Finanzen & Recht

Deutsche Bank: Justizminister von Hessen über Fitschen empört

Im Zuge der Steuerrazzia der Deutschen Bank hat sich dessen Vorstandsvorsitzender Jürgen Fitschen beim hessischen Ministerpräsidenten Volker Bouffier beschwert. Nunmehr hat Hessens stellvertretender Ministerpräsident, der gleichzeitig Justizminister von Hessen ist, Jörg-Uwe Hahn (FDP), den Vorstandsvorsitzenden der Deutschen Bank für dessen Aussage kritisiert. Fitschen selbst bedauert inzwischen den Anruf, so jedenfalls wird es aus Kreisen der Deutschen Bank mitgeteilt.

Politik nimmt Deutscher Bank den Willen zum „Kulturwandel“ nicht ab

Fitschen versprach zudem, die Kultur in der Deutschen Bank ändern zu wollen. Der Vorstandsvorsitzende der Deutschen Bank sagte am Montag im Rahmen einer Veranstaltung in Essen, dass die Deutsche Bank ihre Vergangenheit “abarbeiten“ wolle. Fitschen erwähnt jedoch, dass auch die Bankkunden Verantwortung übernehmen müssten.
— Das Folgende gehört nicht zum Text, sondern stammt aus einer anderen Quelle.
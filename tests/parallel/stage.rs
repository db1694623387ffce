//! Stage loop semantics: block commit, failure policies, filtered
//! ranges, and restart-point tracking.

use std::sync::{Arc, Mutex};

use replicore::{
    metadata, CancelToken, Error, FailurePolicy, Filter, Payload, ReplEvent, Result, Schedule,
    StageConfig, StageEvent, StageTask,
};

use crate::{data_event, ApplierCall, Feed, RecordingApplier, TestExtractor};

fn fragment(seqno: u64, fragno: u32, last: bool) -> ReplEvent {
    ReplEvent::new(
        seqno,
        format!("binlog.000001:{seqno}:{fragno}"),
        Payload::Statement("w".into()),
    )
    .with_fragment(fragno, last)
}

fn task_over(
    events: Vec<ReplEvent>,
    applier: RecordingApplier,
    config: StageConfig,
) -> StageTask<TestExtractor, RecordingApplier> {
    let cancel = CancelToken::new();
    let schedule = Schedule::new(cancel.clone());
    let extractor = TestExtractor::new(events, cancel);
    StageTask::new("q-to-dbms", extractor, applier, schedule, config)
}

#[test]
fn fragmented_transaction_commits_once() {
    let events = vec![
        fragment(5, 0, false),
        fragment(5, 1, false),
        fragment(5, 2, false),
        fragment(5, 3, true),
    ];
    let applier = RecordingApplier::new();
    let mut task = task_over(
        events,
        applier.clone(),
        StageConfig::default().block_commit_rows(10),
    );
    task.run().unwrap();

    assert_eq!(applier.commit_flags(), vec![false, false, false, true]);
    let committed = task.schedule().last_committed().unwrap();
    assert_eq!(committed.seqno, 5);
    assert_eq!(committed.fragno, 3);
    assert!(committed.last_frag);
}

#[test]
fn block_commit_batches_transactions() {
    let events = (1..=5).map(data_event).collect();
    let applier = RecordingApplier::new();
    let mut task = task_over(
        events,
        applier.clone(),
        StageConfig::default().block_commit_rows(2),
    );
    task.run().unwrap();

    // Commits at the block boundary (2, 4) and at input drain (5).
    assert_eq!(
        applier.commit_flags(),
        vec![false, true, false, true, true]
    );
    assert_eq!(task.schedule().last_committed().unwrap().seqno, 5);
    assert_eq!(task.schedule().events_processed(), 5);
}

#[test]
fn unbatched_mode_commits_every_transaction() {
    let events = (1..=3).map(data_event).collect();
    let applier = RecordingApplier::new();
    let mut task = task_over(
        events,
        applier.clone(),
        StageConfig::default().block_commit_rows(1),
    );
    task.run().unwrap();
    assert_eq!(applier.commit_flags(), vec![true, true, true]);
}

#[test]
fn warn_policy_skips_failed_event_without_advancing() {
    let events = (1..=3).map(data_event).collect();
    let applier = RecordingApplier::new().fail_on([2]);
    let seen = Arc::new(Mutex::new(Vec::new()));
    let observed = Arc::clone(&seen);
    let mut task = task_over(
        events,
        applier.clone(),
        StageConfig::default()
            .block_commit_rows(1)
            .applier_policy(FailurePolicy::Warn),
    );
    task.set_observer(move |event| observed.lock().unwrap().push(event.clone()));
    task.run().unwrap();

    assert_eq!(applier.commit_flags(), vec![true, true]); // seqnos 1 and 3
    assert_eq!(task.schedule().last_committed().unwrap().seqno, 3);
    assert_eq!(task.schedule().events_processed(), 2);
    let seen = seen.lock().unwrap();
    assert!(seen.iter().any(|event| matches!(
        event,
        StageEvent::ApplierError { seqno: 2, .. }
    )));
}

#[test]
fn stop_policy_surfaces_failure_and_records_last_good() {
    let events = (1..=3).map(data_event).collect();
    let applier = RecordingApplier::new().fail_on([2]);
    let mut task = task_over(
        events,
        applier.clone(),
        StageConfig::default().block_commit_rows(1),
    );
    let result = task.run();
    assert!(matches!(result, Err(Error::Application { seqno: 2, .. })));
    assert_eq!(task.schedule().last_committed().unwrap().seqno, 1);
    // The last good position is re-persisted, marked non-recoverable.
    assert_eq!(
        applier.calls().last().unwrap(),
        &ApplierCall::Position {
            seqno: 1,
            commit: true,
            recoverable: false,
        }
    );
}

#[test]
fn extractor_warn_policy_retries() {
    let cancel = CancelToken::new();
    let schedule = Schedule::new(cancel.clone());
    let extractor = TestExtractor::scripted(
        vec![
            Feed::Event(data_event(1)),
            Feed::Fail("connection reset".into()),
            Feed::Event(data_event(2)),
        ],
        cancel,
    );
    let applier = RecordingApplier::new();
    let seen = Arc::new(Mutex::new(Vec::new()));
    let observed = Arc::clone(&seen);
    let mut task = StageTask::new(
        "flaky-upstream",
        extractor,
        applier.clone(),
        schedule,
        StageConfig::default()
            .block_commit_rows(1)
            .extractor_policy(FailurePolicy::Warn),
    );
    task.set_observer(move |event| observed.lock().unwrap().push(event.clone()));
    task.run().unwrap();

    assert_eq!(applier.commit_flags(), vec![true, true]);
    assert!(seen
        .lock()
        .unwrap()
        .iter()
        .any(|event| matches!(event, StageEvent::ExtractorError { .. })));
}

#[test]
fn extractor_stop_policy_exits() {
    let cancel = CancelToken::new();
    let schedule = Schedule::new(cancel.clone());
    let extractor = TestExtractor::scripted(
        vec![Feed::Fail("corrupt header".into()), Feed::Event(data_event(1))],
        cancel,
    );
    let applier = RecordingApplier::new();
    let mut task = StageTask::new(
        "broken-upstream",
        extractor,
        applier.clone(),
        schedule,
        StageConfig::default(),
    );
    assert!(matches!(task.run(), Err(Error::Extraction { .. })));
    assert!(applier.commit_flags().is_empty());
}

/// Suppresses every event whose seqno falls in a fixed range.
struct SuppressRange {
    from: u64,
    to: u64,
}

impl Filter for SuppressRange {
    fn filter(&mut self, event: ReplEvent) -> Result<Option<ReplEvent>> {
        if (self.from..=self.to).contains(&event.seqno()) {
            Ok(None)
        } else {
            Ok(Some(event))
        }
    }
}

#[test]
fn suppressed_run_is_delivered_as_one_range() {
    let events = (1..=4).map(data_event).collect();
    let applier = RecordingApplier::new();
    let mut task = task_over(
        events,
        applier.clone(),
        StageConfig::default().block_commit_rows(1),
    );
    task.add_filter(Box::new(SuppressRange { from: 2, to: 3 }));
    task.run().unwrap();

    let applies: Vec<ApplierCall> = applier
        .calls()
        .into_iter()
        .filter(|call| matches!(call, ApplierCall::Apply { .. }))
        .collect();
    assert_eq!(applies.len(), 3);
    assert!(matches!(
        applies[0],
        ApplierCall::Apply { seqno: 1, filtered: None, .. }
    ));
    // One synthetic event stands in for both suppressed seqnos, ahead
    // of the next real event.
    assert!(matches!(
        applies[1],
        ApplierCall::Apply { seqno: 3, filtered: Some((2, 3)), .. }
    ));
    assert!(matches!(
        applies[2],
        ApplierCall::Apply { seqno: 4, filtered: None, .. }
    ));
    assert_eq!(task.schedule().last_committed().unwrap().seqno, 4);
}

#[test]
fn rollback_metadata_arms_rollback_and_flushes_block() {
    let events = vec![
        data_event(1),
        data_event(2).with_metadata(metadata::ROLLBACK, "1"),
    ];
    let applier = RecordingApplier::new();
    let mut task = task_over(
        events,
        applier.clone(),
        StageConfig::default().block_commit_rows(5),
    );
    task.run().unwrap();

    let calls = applier.calls();
    assert_eq!(
        calls[0],
        ApplierCall::Apply {
            seqno: 1,
            commit: false,
            rollback: false,
            filtered: None,
        }
    );
    // The pending block commits before the rolled-back transaction.
    assert_eq!(calls[1], ApplierCall::Commit);
    assert!(matches!(
        calls[2],
        ApplierCall::Apply { seqno: 2, rollback: true, .. }
    ));
}

#[test]
fn unsafe_for_block_commit_breaks_the_block() {
    let events = vec![
        data_event(1),
        data_event(2).with_metadata(metadata::UNSAFE_FOR_BLOCK_COMMIT, "1"),
        data_event(3),
    ];
    let applier = RecordingApplier::new();
    let mut task = task_over(
        events,
        applier.clone(),
        StageConfig::default().block_commit_rows(10),
    );
    task.run().unwrap();

    let calls = applier.calls();
    assert_eq!(
        calls[1],
        ApplierCall::Commit,
        "pending block must flush before the unsafe event"
    );
    assert!(matches!(
        calls[2],
        ApplierCall::Apply { seqno: 2, commit: true, .. }
    ));
    // The trailing event commits at input drain.
    assert!(matches!(
        calls[3],
        ApplierCall::Apply { seqno: 3, commit: true, .. }
    ));
}

#[test]
fn service_change_forces_commit_boundary() {
    let events = vec![
        data_event(1).with_service("east"),
        data_event(2).with_service("east"),
        data_event(3).with_service("west"),
    ];
    let applier = RecordingApplier::new();
    let seen = Arc::new(Mutex::new(Vec::new()));
    let observed = Arc::clone(&seen);
    let mut task = task_over(
        events,
        applier.clone(),
        StageConfig::default().block_commit_rows(10),
    );
    task.set_observer(move |event| observed.lock().unwrap().push(event.clone()));
    task.run().unwrap();

    let calls = applier.calls();
    // Two east transactions stage, then the service switch commits them
    // before any west work.
    assert!(matches!(calls[0], ApplierCall::Apply { seqno: 1, commit: false, .. }));
    assert!(matches!(calls[1], ApplierCall::Apply { seqno: 2, commit: false, .. }));
    assert_eq!(calls[2], ApplierCall::Commit);
    assert!(matches!(calls[3], ApplierCall::Apply { seqno: 3, .. }));
    assert_eq!(
        seen.lock().unwrap().iter().filter(|event| matches!(
            event,
            StageEvent::ServiceChange { mid_fragment: false, .. }
        )).count(),
        1
    );
}

#[test]
fn schedule_skips_advance_position_without_applying() {
    let events: Vec<_> = (1..=4).map(data_event).collect();
    let applier = RecordingApplier::new();
    let cancel = CancelToken::new();
    let mut schedule = Schedule::new(cancel.clone());
    schedule.skip_seqno_range(2, 3, false);
    let extractor = TestExtractor::new(events, cancel);
    let mut task = StageTask::new(
        "skipper",
        extractor,
        applier.clone(),
        schedule,
        StageConfig::default().block_commit_rows(1),
    );
    task.run().unwrap();

    let calls = applier.calls();
    assert!(matches!(calls[0], ApplierCall::Apply { seqno: 1, .. }));
    assert_eq!(
        calls[1],
        ApplierCall::Position {
            seqno: 2,
            commit: false,
            recoverable: true,
        }
    );
    assert_eq!(
        calls[2],
        ApplierCall::Position {
            seqno: 3,
            commit: false,
            recoverable: true,
        }
    );
    assert!(matches!(calls[3], ApplierCall::Apply { seqno: 4, .. }));
    assert_eq!(task.schedule().events_processed(), 4);
}

#[test]
fn quit_rule_exits_orderly_with_final_commit() {
    let events: Vec<_> = (1..=5).map(data_event).collect();
    let applier = RecordingApplier::new();
    let cancel = CancelToken::new();
    let mut schedule = Schedule::new(cancel.clone());
    schedule.stop_after_seqno(3);
    let extractor = TestExtractor::new(events, cancel);
    let mut task = StageTask::new(
        "bounded",
        extractor,
        applier.clone(),
        schedule,
        StageConfig::default().block_commit_rows(10),
    );
    task.run().unwrap();

    // Seqnos 1..=3 apply; seqno 4 triggers the quit; 5 is never
    // extracted. The partial block flushes on the way out.
    assert_eq!(applier.commit_flags(), vec![false, false, false]);
    let calls = applier.calls();
    assert_eq!(
        calls[3],
        ApplierCall::Position {
            seqno: 4,
            commit: false,
            recoverable: true,
        }
    );
    assert_eq!(calls[4], ApplierCall::Commit);
    assert_eq!(task.schedule().last_committed().unwrap().seqno, 3);
}

#[test]
fn cancellation_rolls_back_open_transaction() {
    // The task is canceled mid-stream while a block is open; the
    // uncommitted tail must roll back, not commit, and the third event
    // must never be extracted.
    let cancel = CancelToken::new();
    let schedule = Schedule::new(cancel.clone());
    let extractor = TestExtractor::scripted(
        vec![
            Feed::Event(data_event(1)),
            Feed::Event(data_event(2)),
            Feed::Cancel,
            Feed::Event(data_event(3)),
        ],
        cancel,
    );
    let applier = RecordingApplier::new();
    let mut task = StageTask::new(
        "canceled",
        extractor,
        applier.clone(),
        schedule,
        StageConfig::default().block_commit_rows(100),
    );
    task.run().unwrap();

    let calls = applier.calls();
    assert_eq!(applier.commit_flags(), vec![false, false]);
    assert_eq!(calls.last().unwrap(), &ApplierCall::Rollback);
    assert!(task.schedule().last_committed().is_none());
}

#[test]
fn replaying_a_stream_is_deterministic() {
    let run = || {
        let events = vec![
            data_event(1),
            fragment(2, 0, false),
            fragment(2, 1, true),
            data_event(3).with_metadata(metadata::UNSAFE_FOR_BLOCK_COMMIT, "1"),
            data_event(4),
        ];
        let applier = RecordingApplier::new();
        let mut task = task_over(
            events,
            applier.clone(),
            StageConfig::default().block_commit_rows(3),
        );
        task.run().unwrap();
        let committed = task.schedule().last_committed().cloned();
        (applier.calls(), committed)
    };
    let (first_calls, first_committed) = run();
    let (second_calls, second_committed) = run();
    assert_eq!(first_calls, second_calls);
    assert_eq!(first_committed, second_committed);
    assert_eq!(first_committed.unwrap().seqno, 4);
}

#[test]
fn auto_sync_notifies_in_sequence_once() {
    let events = vec![data_event(1)];
    let applier = RecordingApplier::new();
    let seen = Arc::new(Mutex::new(Vec::new()));
    let observed = Arc::clone(&seen);
    let mut task = task_over(
        events,
        applier,
        StageConfig::default().auto_sync(true),
    );
    task.set_observer(move |event| observed.lock().unwrap().push(event.clone()));
    task.run().unwrap();
    assert_eq!(
        seen.lock()
            .unwrap()
            .iter()
            .filter(|event| **event == StageEvent::InSequence)
            .count(),
        1
    );
}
So wies er darauf hin, dass Kreditnehmer ihre Kredite zurückzahlen sollen. Nach den jüngsten Vorfällen aus Reihen der Politik gibt es jedoch deutliche Zweifel an den hehren Absichten des Vorstandsvorsitzenden der Deutschen Bank.

Michael Meister (CDU): „Niemand steht über dem Rechtsstaat“

Noch im Juni äußerte Fitschen zusammen mit dem Co.-Chef Anshu Jain, dass windige Geschäfte der Vergangenheit angehören würden. Gleichzeitig beinhaltet dieser Satz jedoch die Aussage, dass die Deutsche Bank in der Vergangenheit demnach windige Geschäfte durchgeführt hatte. Die Politik nimmt der Deutschen Bank derweil ihren Willen einen “Kulturwandel“ durchführen zu wollen nicht mehr ab. Der stellvertretende Chef der Unionsfraktion im Deutschen Bundestag Michael Meister sagte gegenüber dem „Handelsblatt“, dass „Niemand in Deutschland über dem Rechtsstaat stehe.“ Weiter sagte Meister, „dass Fitschen den Eindruck mache, dass er das nicht verstanden habe.“

Aneinanderreihung von Skandalen und Vorfällen

Auch der stellvertretende SPD-Fraktionsvorsitzende Joachim Poß kritisierte den Chef der Deutschen Bank stark. Die jüngst durchgeführte Steuerrazzia bei der Deutschen Bank ist lediglich ein weiterer Aspekt in der Reihe von Skandalen und Vorfällen, die Deutschlands größtes Bankhaus in letzter Zeit erschütterten. Derweil sind noch Hypothekenklagen in den USA anhängig. Hinzu kommen mögliche Rechtsstreitigkeiten im Zusammenhang mit Verstrickungen in Manipulation von Referenz-Zinssätzen sowie aktuell der mögliche Steuerbetrug im Zusammenhang mit dem Handel von Emissionszertifikaten.

Auch lange zurückliegende Geschichte lange Zeit nicht aufgearbeitet

Die Deutsche Bank selbst wirbt gerne mit Slogan wie „Leistung aus Leidenschaft.“ Angesichts der sich häufenden Skandale wirkt dieser Satz nicht nur in den Augen zahlreicher Kunden wie der blanke Hohn. Die Deutsche Bank verspricht derweil erneut die Aufarbeitung der Vergangenheit.,Was in diesem Zusammenhang gerne verschwiegen wird, ist die länger zurückliegende Vergangenheit zur Zeit des Nationalsozialismus. Deutschlands größtes Bankhaus hat sich auch in dieser Angelegenheit lange Zeit nicht mit Ruhm beckleckert, was die Aufarbeitung betrifft. So gibt es zwischenzeitlich Nachweise darüber, dass die Deutsche Bank das KZ Auschwitz mitfinanziert hat. Allerdings ist dem Bankhaus zugute zu halten, dass es zwischenzeitlich ein Institut zur historischen Aufarbeitung gegründet hat und insofern zumindest seiner historischen Verantwortung gerecht wird. Ob es jedoch ein ähnliches Institut für die jüngsten Vorfälle geben wird, bleibt derzeit ungewiss.